Quantum Computing for Electronic Circular Dichroism Spectrum Prediction of Chiral Molecules
Amandeep Singh Bhatia, Sabre Kais
TL;DR
This work tackles the challenge of predicting electronic circular dichroism (ECD) spectra for chiral molecules from first principles with scalable, physics-based methods. It introduces a hybrid quantum–classical workflow that combines a variational quantum eigensolver (VQE) for ground states with a quantum equation-of-motion (qEOM) treatment for excited states within an active-space framework, mapped to approximately $20$–$24$ qubits and accelerated by multi-GPU hardware. The methodology is benchmarked against classical CASCI references (and CCSD for ground states) across 12 pharmaceutically relevant chiral drugs, achieving near-quantitative agreement in spectral shapes, Cotton-effect signs, and relative peak intensities for both single- and multi-chiral-center systems, with minor deviations arising in densely packed spectra. This approach demonstrates a scalable, first-principles route to ECD prediction that can extend to larger, more complex molecules, supporting reliable chiral assignment and drug-design workflows as quantum hardware advances.
Abstract
Electronic circular dichroism (ECD) spectroscopy captures the chiroptical response of molecules, enabling absolute configuration assignment that is vital for enantioselective synthesis and drug design. The practical use of ECD spectra in predictive modeling remains restricted, as existing approaches offer limited confidence for chiral discrimination. By contrast, theoretical ECD calculations demand substantial computational effort rooted in electronic structure theory, which constrains their scalability to larger chemically diverse molecules. These limitations underscore the need for computational approaches that retain first principles physical rigor while enabling efficient and scalable prediction.

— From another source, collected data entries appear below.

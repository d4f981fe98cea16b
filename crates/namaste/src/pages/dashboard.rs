//! Read-only overview: total terms, quick statistics and backend health.
//!
//! Health is polled every 30 seconds and statistics every 60 seconds while the
//! pollers run. Statistics are also refetched as soon as a mutation
//! invalidates them.

use std::sync::Arc;
use std::time::Duration;

use colored::Colorize;
use namaste_core::query::{QueryKey, RequestStatus};
use namaste_core::statistics::{Health, Statistics, StatisticsResponse};
use serde::Serialize;
use tokio::sync::watch;

use super::PageContext;
use crate::poll::{spawn_poll, PollHandle};
use crate::prelude::{println, *};
use crate::widgets::{print_heading, print_stat_cards};

pub const HEALTH_INTERVAL: Duration = Duration::from_secs(30);
pub const STATISTICS_INTERVAL: Duration = Duration::from_secs(60);

#[derive(Debug, clap::Args, Clone)]
pub struct DashboardOptions {
    /// Keep polling and re-render on every update until Ctrl-C
    #[arg(short, long)]
    pub watch: bool,

    /// Output as JSON
    #[arg(long)]
    pub json: bool,
}

/// Everything the dashboard shows. Data from the last successful fetch stays
/// in place when a later fetch fails.
#[derive(Debug, Clone, Default, Serialize)]
pub struct DashboardSnapshot {
    pub health: Option<Health>,
    pub health_status: RequestStatus,
    pub statistics: Option<Statistics>,
    pub statistics_status: RequestStatus,
}

pub struct DashboardController {
    ctx: PageContext,
    snapshot: Arc<watch::Sender<DashboardSnapshot>>,
    pollers: Vec<PollHandle>,
}

impl DashboardController {
    pub fn new(ctx: PageContext) -> Self {
        let (snapshot, _) = watch::channel(DashboardSnapshot::default());
        Self {
            ctx,
            snapshot: Arc::new(snapshot),
            pollers: Vec::new(),
        }
    }

    pub fn snapshot(&self) -> DashboardSnapshot {
        self.snapshot.borrow().clone()
    }

    /// Receiver that is woken on every snapshot change.
    pub fn subscribe(&self) -> watch::Receiver<DashboardSnapshot> {
        self.snapshot.subscribe()
    }

    pub fn is_polling(&self) -> bool {
        !self.pollers.is_empty()
    }

    /// Fetch both queries once, concurrently, reading through the cache.
    pub async fn load_once(&self) {
        futures::join!(
            update_health(&self.ctx, &self.snapshot, false),
            update_statistics(&self.ctx, &self.snapshot, false),
        );
    }

    /// Start both pollers. Calling it again while running does nothing.
    pub fn start(&mut self) {
        if self.is_polling() {
            return;
        }

        let ctx = self.ctx.clone();
        let snapshot = self.snapshot.clone();
        let health = spawn_poll("health", HEALTH_INTERVAL, None, move || {
            let ctx = ctx.clone();
            let snapshot = snapshot.clone();
            async move { update_health(&ctx, &snapshot, true).await }
        });

        let ctx = self.ctx.clone();
        let snapshot = self.snapshot.clone();
        let statistics = spawn_poll(
            "statistics",
            STATISTICS_INTERVAL,
            Some(self.ctx.cache.subscribe(QueryKey::Statistics)),
            move || {
                let ctx = ctx.clone();
                let snapshot = snapshot.clone();
                async move { update_statistics(&ctx, &snapshot, true).await }
            },
        );

        self.pollers = vec![health, statistics];
    }

    /// Stop polling; the last snapshot stays readable.
    pub fn stop(&mut self) {
        self.pollers.clear();
    }

    pub fn render(&self) {
        let snapshot = self.snapshot();
        let statistics = snapshot.statistics.unwrap_or_default();

        print_heading(
            "NAMASTE Terminology Dashboard",
            Some("Traditional medicine terminology mapped to ICD-11 TM2"),
        );

        println!(
            "\n  {}  {}",
            statistics.total_terms.to_string().bold().bright_white(),
            "Total Terms".bright_black()
        );
        if snapshot.statistics_status.is_loading() && snapshot.statistics.is_none() {
            println!("  {}", "Loading statistics...".bright_black());
        }

        print_heading("Quick Stats", None);
        print_stat_cards(&statistics);

        print_heading("System Health", None);
        match &snapshot.health {
            Some(health) if health.is_healthy() => {
                println!("  {} {}", "●".green(), health.status.green().bold())
            }
            Some(health) => println!("  {} {}", "●".red(), health.status.red().bold()),
            None if snapshot.health_status == RequestStatus::Error => {
                println!("  {} {}", "●".red(), "Unreachable".red().bold())
            }
            None => println!("  {} {}", "●".bright_black(), "Checking...".bright_black()),
        }

        if let Some(health) = &snapshot.health {
            if !health.details.is_empty() {
                let mut table = new_table();
                for (key, value) in &health.details {
                    let value = match value {
                        serde_json::Value::String(s) => s.clone(),
                        other => other.to_string(),
                    };
                    table.add_row(prettytable::row![key.cyan(), value]);
                }
                table.printstd();
            }
        }
    }
}

async fn update_health(ctx: &PageContext, snapshot: &watch::Sender<DashboardSnapshot>, force: bool) {
    let was_error = snapshot.borrow().health_status == RequestStatus::Error;
    snapshot.send_modify(|s| s.health_status = RequestStatus::Loading);

    let api = ctx.api.clone();
    let fetch = || async move { api.health().await };
    let result = if force {
        ctx.cache.refresh(QueryKey::Health, "", fetch).await
    } else {
        ctx.cache.fetch(QueryKey::Health, "", fetch).await
    };

    match result {
        Ok(health) => snapshot.send_modify(|s| {
            s.health = Some(health);
            s.health_status = RequestStatus::Success;
        }),
        Err(err) => {
            log::warn!("health check failed: {err}");
            snapshot.send_modify(|s| s.health_status = RequestStatus::Error);
            // Only the first failure of a streak is surfaced.
            if !was_error {
                ctx.report_failure("Failed to fetch health status", &err);
            }
        }
    }
}

async fn update_statistics(
    ctx: &PageContext,
    snapshot: &watch::Sender<DashboardSnapshot>,
    force: bool,
) {
    let was_error = snapshot.borrow().statistics_status == RequestStatus::Error;
    snapshot.send_modify(|s| s.statistics_status = RequestStatus::Loading);

    let api = ctx.api.clone();
    let fetch = || async move { api.statistics().await };
    let result: Result<StatisticsResponse, Error> = if force {
        ctx.cache.refresh(QueryKey::Statistics, "", fetch).await
    } else {
        ctx.cache.fetch(QueryKey::Statistics, "", fetch).await
    };

    match result {
        Ok(response) => snapshot.send_modify(|s| {
            s.statistics = Some(response.statistics_or_default());
            s.statistics_status = RequestStatus::Success;
        }),
        Err(err) => {
            log::warn!("statistics fetch failed: {err}");
            snapshot.send_modify(|s| s.statistics_status = RequestStatus::Error);
            if !was_error {
                ctx.report_failure("Failed to fetch statistics", &err);
            }
        }
    }
}

pub async fn run(options: DashboardOptions, global: crate::Global) -> Result<()> {
    let ctx = PageContext::from_global(&global)?;
    let mut page = DashboardController::new(ctx);

    if !options.watch {
        page.load_once().await;
        let snapshot = page.snapshot();

        if options.json {
            println!("{}", serde_json::to_string_pretty(&snapshot)?);
        } else {
            page.render();
        }

        if snapshot.health_status == RequestStatus::Error
            && snapshot.statistics_status == RequestStatus::Error
        {
            return Err(eyre!("Backend unreachable at {}", global_api_url(&global)));
        }
        return Ok(());
    }

    let mut updates = page.subscribe();
    page.start();

    loop {
        tokio::select! {
            changed = updates.changed() => {
                if changed.is_err() {
                    break;
                }
                let snapshot = updates.borrow_and_update().clone();
                if snapshot.health_status.is_loading() || snapshot.statistics_status.is_loading() {
                    continue;
                }
                if options.json {
                    println!("{}", serde_json::to_string(&snapshot)?);
                } else {
                    page.render();
                }
            }
            _ = tokio::signal::ctrl_c() => break,
        }
    }

    page.stop();
    Ok(())
}

fn global_api_url(global: &crate::Global) -> String {
    crate::api::ApiConfig::from_env()
        .with_overrides(global.api_url.clone())
        .base_url
}
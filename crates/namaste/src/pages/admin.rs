use std::path::{Path, PathBuf};
use std::sync::Mutex;

use colored::Colorize;
use namaste_core::admin::{
    csv_preview, ensure_csv_content, ensure_csv_media_type, media_type_for, CsvPreview,
    UploadStatus, PREVIEW_LINES, SAMPLE_CSV, SAMPLE_CSV_FILE_NAME,
};
use namaste_core::query::{QueryKey, RequestStatus, DATA_MUTATION_KEYS};
use namaste_core::statistics::StatisticsResponse;
use tokio::io::AsyncReadExt;

use super::PageContext;
use crate::prelude::{println, *};
use crate::widgets::{print_heading, print_stat_cards};

#[derive(Debug, clap::Parser)]
#[command(name = "admin")]
#[command(about = "Data management: CSV ingestion, sample data and statistics")]
pub struct App {
    #[command(subcommand)]
    pub command: Commands,
}

#[derive(Debug, clap::Subcommand)]
pub enum Commands {
    /// Show data-store statistics
    #[clap(name = "stats")]
    Stats(StatsOptions),

    /// Upload a NAMASTE CSV file for ingestion
    #[clap(name = "ingest")]
    Ingest(IngestOptions),

    /// Ask the backend to load its bundled sample data
    #[clap(name = "load-sample")]
    LoadSample,

    /// Remove all terminology data from the backend
    #[clap(name = "clear")]
    Clear,

    /// Save the sample CSV template to the output directory
    #[clap(name = "sample-csv")]
    SampleCsv,
}

#[derive(Debug, clap::Args, Clone)]
pub struct StatsOptions {
    /// Output as JSON
    #[arg(long)]
    pub json: bool,
}

#[derive(Debug, clap::Args, Clone)]
#[command(after_help = "EXAMPLES:
  # Upload a CSV file:
  namaste admin ingest terms.csv

  # Pipe CSV content from another command:
  cat terms.csv | namaste admin ingest -")]
pub struct IngestOptions {
    /// CSV file to upload, or '-' to read CSV content from stdin
    pub file: PathBuf,

    /// Only show the preview; do not upload
    #[arg(long)]
    pub dry_run: bool,
}

#[derive(Debug, Default)]
struct AdminState {
    file_name: Option<String>,
    content: String,
    upload: UploadStatus,
    load_sample: RequestStatus,
    clear: RequestStatus,
}

/// Admin page.
///
/// The three mutations (upload, load sample, clear) share one lock: while one
/// is in flight the others are refused with [`namaste_core::Error::Busy`]
/// rather than queued.
pub struct AdminController {
    ctx: PageContext,
    state: Mutex<AdminState>,
    mutation: tokio::sync::Mutex<()>,
}

impl AdminController {
    pub fn new(ctx: PageContext) -> Self {
        Self {
            ctx,
            state: Mutex::new(AdminState::default()),
            mutation: tokio::sync::Mutex::new(()),
        }
    }

    fn with_state<R>(&self, f: impl FnOnce(&mut AdminState) -> R) -> R {
        let mut state = self
            .state
            .lock()
            .unwrap_or_else(|poisoned| poisoned.into_inner());
        f(&mut state)
    }

    pub fn upload_status(&self) -> UploadStatus {
        self.with_state(|s| s.upload)
    }

    pub fn load_sample_status(&self) -> RequestStatus {
        self.with_state(|s| s.load_sample)
    }

    pub fn clear_status(&self) -> RequestStatus {
        self.with_state(|s| s.clear)
    }

    pub fn file_name(&self) -> Option<String> {
        self.with_state(|s| s.file_name.clone())
    }

    pub fn content(&self) -> String {
        self.with_state(|s| s.content.clone())
    }

    /// Select a CSV file. The media type is checked from the file name
    /// before anything is read.
    pub async fn select_file(&self, path: &Path) -> Result<(), Error> {
        let file_name = path
            .file_name()
            .map(|n| n.to_string_lossy().into_owned())
            .unwrap_or_default();

        if let Err(err) = ensure_csv_media_type(media_type_for(&file_name)) {
            log::debug!("rejected {}: {err:?}", path.display());
            self.ctx.error(err.to_string());
            return Err(err.into());
        }

        let content = match tokio::fs::read(path).await {
            Ok(bytes) => String::from_utf8_lossy(&bytes).into_owned(),
            Err(e) => {
                let err = Error::Io(format!("Failed to read {}: {e}", path.display()));
                self.ctx.report_failure("Failed to read file", &err);
                return Err(err);
            }
        };

        self.with_state(|s| {
            s.file_name = Some(file_name);
            s.content = content;
            s.upload = UploadStatus::Idle;
        });
        Ok(())
    }

    /// Use CSV text directly, without a file.
    pub fn set_content(&self, content: impl Into<String>) {
        let content = content.into();
        self.with_state(|s| {
            s.file_name = None;
            s.content = content;
            s.upload = UploadStatus::Idle;
        });
    }

    pub fn preview(&self) -> CsvPreview {
        self.with_state(|s| csv_preview(&s.content, PREVIEW_LINES))
    }

    fn lock_mutation(&self) -> Result<tokio::sync::MutexGuard<'_, ()>, Error> {
        self.mutation.try_lock().map_err(|_| {
            let err = namaste_core::Error::Busy;
            self.ctx.error(err.to_string());
            Error::Input(err)
        })
    }

    pub async fn upload(&self) -> Result<(), Error> {
        let content = self.content();
        if let Err(err) = ensure_csv_content(&content) {
            self.ctx.error(err.to_string());
            return Err(err.into());
        }

        let _guard = self.lock_mutation()?;
        self.with_state(|s| s.upload = UploadStatus::Uploading);

        match self.ctx.api.ingest_csv(content).await {
            Ok(response) => {
                log::debug!("ingest acknowledged: {:?}", response.message);
                self.with_state(|s| s.upload = UploadStatus::Success);
                self.ctx.cache.invalidate_all(&DATA_MUTATION_KEYS);
                self.ctx.success("CSV uploaded and processed successfully!");
                Ok(())
            }
            Err(err) => {
                self.with_state(|s| s.upload = UploadStatus::Error);
                self.ctx.report_failure("Failed to upload CSV", &err);
                Err(err)
            }
        }
    }

    pub async fn load_sample(&self) -> Result<(), Error> {
        let _guard = self.lock_mutation()?;
        self.with_state(|s| s.load_sample = RequestStatus::Loading);

        match self.ctx.api.load_sample_data().await {
            Ok(_) => {
                self.with_state(|s| s.load_sample = RequestStatus::Success);
                self.ctx.cache.invalidate_all(&DATA_MUTATION_KEYS);
                self.ctx.success("Sample data loaded successfully!");
                Ok(())
            }
            Err(err) => {
                self.with_state(|s| s.load_sample = RequestStatus::Error);
                self.ctx.report_failure("Failed to load sample data", &err);
                Err(err)
            }
        }
    }

    pub async fn clear_all(&self) -> Result<(), Error> {
        let _guard = self.lock_mutation()?;
        self.with_state(|s| s.clear = RequestStatus::Loading);

        match self.ctx.api.clear_data().await {
            Ok(_) => {
                self.with_state(|s| s.clear = RequestStatus::Success);
                self.ctx.cache.invalidate_all(&DATA_MUTATION_KEYS);
                self.ctx.success("All data cleared successfully!");
                Ok(())
            }
            Err(err) => {
                self.with_state(|s| s.clear = RequestStatus::Error);
                self.ctx.report_failure("Failed to clear data", &err);
                Err(err)
            }
        }
    }

    /// Write the sample template to `dir`. Nothing is fetched.
    pub async fn download_sample(&self, dir: &Path) -> Result<PathBuf, Error> {
        match crate::download::save(dir, SAMPLE_CSV_FILE_NAME, SAMPLE_CSV.as_bytes()).await {
            Ok(path) => {
                self.ctx.success("Sample CSV downloaded!");
                Ok(path)
            }
            Err(err) => {
                self.ctx.report_failure("Failed to download sample CSV", &err);
                Err(err)
            }
        }
    }

    /// Statistics through the shared cache.
    pub async fn statistics(&self) -> Result<StatisticsResponse, Error> {
        let api = self.ctx.api.clone();
        let result = self
            .ctx
            .cache
            .fetch(QueryKey::Statistics, "", || async move { api.statistics().await })
            .await;

        if let Err(err) = &result {
            self.ctx.report_failure("Failed to load statistics", err);
        }
        result
    }

    /// Print the selected content's preview.
    pub fn render_preview(&self) {
        let preview = self.preview();
        let title = self
            .file_name()
            .map(|name| f!("Preview: {name}"))
            .unwrap_or_else(|| "Preview".to_string());

        print_heading(&title, None);
        for line in &preview.lines {
            println!("  {}", line.bright_black());
        }
        if let Some(footer) = preview.footer() {
            println!("  {}", footer.italic());
        }
    }
}

pub async fn run(app: App, global: crate::Global) -> Result<()> {
    let ctx = PageContext::from_global(&global)?;
    let page = AdminController::new(ctx);

    match app.command {
        Commands::Stats(options) => {
            let response = page.statistics().await?;
            if options.json {
                println!("{}", serde_json::to_string_pretty(&response)?);
            } else {
                print_heading("Database Statistics", None);
                print_stat_cards(&response.statistics_or_default());
            }
        }
        Commands::Ingest(options) => {
            if options.file.as_os_str() == "-" {
                let mut content = String::new();
                tokio::io::stdin().read_to_string(&mut content).await?;
                page.set_content(content);
            } else {
                page.select_file(&options.file).await?;
            }

            page.render_preview();

            if !options.dry_run {
                page.upload().await?;
                if let Some(banner) = page.upload_status().banner() {
                    println!("{}", banner.bold());
                }
            }
        }
        Commands::LoadSample => page.load_sample().await?,
        Commands::Clear => page.clear_all().await?,
        Commands::SampleCsv => {
            let path = page.download_sample(&global.output_dir).await?;
            if global.verbose {
                println!("Saved {}", path.display());
            }
        }
    }

    Ok(())
}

Motivated by recent advances in quantum algorithms for chemistry, we introduce a variational quantum framework combined with the quantum equation of motion formalism to compute molecular properties and predict ECD spectra, implemented within a multi GPU or QPU accelerated hybrid quantum/classical workflow. We demonstrate its efficient applicability on 12 clinically relevant chiral drug molecules accessing expanded active spaces. The proposed framework is assessed by comparison with established classical wavefunction based methods, employing Coupled Cluster Singles and Doubles (CCSD) for ground-state energy benchmarks and Complete Active Space Configuration Interaction (CASCI) as the reference method for excited state energies and chiroptical properties within the same active orbital space. Notably, the quantum computed ECD spectra, obtained from chemically relevant active spaces mapped onto quantum circuits of approximately 20 to 24 qubits, exhibit near quantitative agreement with classical reference calculations, accurately reproducing spectral line shapes, Cotton effect signs, and relative peak intensities.